Navitas was founded in 2013, and in 2014 investment firm MalibuIQ licensed the GaN power electronics technology from HRL Laboratories LLC. Navitas raised $15.1m in equity financing in July 2015.
Using a proprietary 'AllGaN' process design kit (PDK) to monolithically integrate 650V GaN power field-effect transistors (FETs) and GaN logic and driver circuits enables 10-100x higher switching frequency than existing silicon circuits, making power electronics smaller, lighter and lower cost, says Navitas. A new generation of high-frequency, energy-efficient converters is hence being enabled for smartphone and laptop chargers, OLED TVs, LED lighting, solar inverters, wireless charging devices and datacenters.

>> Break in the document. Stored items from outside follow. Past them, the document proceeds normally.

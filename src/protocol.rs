//! Treatment protocol: everything needed to plan one sonication.

use std::fs;
use std::path::Path;

use serde::{Deserialize, Serialize};

use crate::error::{LifuError, Result};
use crate::focal::FocalPattern;
use crate::geo::Point;
use crate::grid::SimulationGrid;
use crate::pulse::Pulse;
use crate::segmentation::{ParamSet, SegmentationMethod};
use crate::sequence::Sequence;
use crate::table::ParamTable;

#[derive(Debug, Clone, PartialEq, Serialize, Deserialize)]
#[serde(default)]
pub struct Protocol {
    pub id: String,
    pub name: String,
    pub description: String,
    pub pulse: Pulse,
    pub sequence: Sequence,
    pub focal_pattern: FocalPattern,
    pub sim_setup: SimulationGrid,
    pub seg_method: SegmentationMethod,
}

impl Default for Protocol {
    fn default() -> Self {
        Self {
            id: "protocol".to_string(),
            name: "Protocol".to_string(),
            description: String::new(),
            pulse: Pulse::default(),
            sequence: Sequence::default(),
            focal_pattern: FocalPattern::default(),
            sim_setup: SimulationGrid::default(),
            seg_method: SegmentationMethod::default(),
        }
    }
}

impl Protocol {
    /// Load a protocol from `.toml` or `.json` and validate it.
    pub fn from_file(path: &Path) -> Result<Self> {
        let raw = fs::read_to_string(path)?;
        let ext = path
            .extension()
            .and_then(|e| e.to_str())
            .unwrap_or("")
            .to_ascii_lowercase();
        let protocol: Protocol = match ext.as_str() {
            "toml" => toml::from_str(&raw)?,
            "json" => Self::from_json(&raw)?,
            other => return Err(LifuError::UnsupportedFormat(other.to_string())),
        };
        protocol.validate()?;
        log::debug!(
            "loaded protocol '{}' from {} ({} foci)",
            protocol.id,
            path.display(),
            protocol.focal_pattern.num_foci()
        );
        Ok(protocol)
    }

    pub fn from_json(raw: &str) -> Result<Self> {
        Ok(serde_json::from_str(raw)?)
    }

    pub fn to_json(&self, compact: bool) -> Result<String> {
        let json = if compact {
            serde_json::to_string(self)?
        } else {
            serde_json::to_string_pretty(self)?
        };
        Ok(json)
    }

    pub fn to_file(&self, path: &Path) -> Result<()> {
        fs::write(path, self.to_json(false)?)?;
        Ok(())
    }

    pub fn validate(&self) -> Result<()> {
        if self.id.trim().is_empty() {
            return Err(LifuError::InvalidConfig(
                "protocol id must not be empty".to_string(),
            ));
        }
        self.pulse.validate()?;
        self.sequence.validate()?;
        self.focal_pattern.validate()?;
        if self.pulse.duration > self.sequence.pulse_interval {
            return Err(LifuError::InvalidConfig(format!(
                "pulse duration {} s exceeds pulse_interval {} s",
                self.pulse.duration, self.sequence.pulse_interval
            )));
        }
        self.sim_setup.validate()?;
        Ok(())
    }

    /// Foci for `target` under this protocol's focal pattern.
    pub fn targets(&self, target: &Point) -> Result<Vec<Point>> {
        self.focal_pattern.targets(target)
    }

    /// Reference material parameters over the simulation grid.
    pub fn ref_params(&self) -> Result<ParamSet> {
        let [nx, ny, nz] = self.sim_setup.size();
        self.seg_method.ref_params((nx, ny, nz))
    }

    /// Pulse and sequence parameters as one table.
    pub fn table(&self) -> ParamTable {
        let mut table = self.pulse.table();
        table.extend(self.sequence.table());
        table
    }
}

"GaN has tremendous potential to displace silicon in the power electronics market given its inherent high-speed, high-efficiency capabilities as a power FET," says chief technology officer & chief operating officer Dan Kinzer. "Previously, that potential was limited by the lack of equally high-performance circuits to drive the GaN FETs quickly and cost effectively. Navitas has solved this remaining challenge to unlock the full potential of the power GaN market. With monolithic integration of GaN drive and logic circuits with GaN power FETs, the industry now has a path to cost-effective, easy-to-use, high-frequency power system designs," he adds.
"The last time power electronics experienced a dramatic improvement in density, efficiency and cost was in the late 70s when silicon MOSFETs replaced bipolar transistors, enabling a transition from linear regulators to switching regulators," says CEO Gene Sheridan. "A 10x improvement in density, 3x reduction in power losses and 3x lower cost resulted a short time thereafter. A similar market disruption is about to occur in which GaN power ICs will enable low-frequency, silicon-based power systems to be replaced by high-frequency GaN with dramatic improvements in density, efficiency and cost."
Navitas is introducing its AllGaN platform and GaN Power ICs in a keynote presentation 'Breaking Speed Limits with GaN Power ICs' on 21 March at the Applied Power Electronics Conference (APEC 2016) in Long Beach, CA, USA.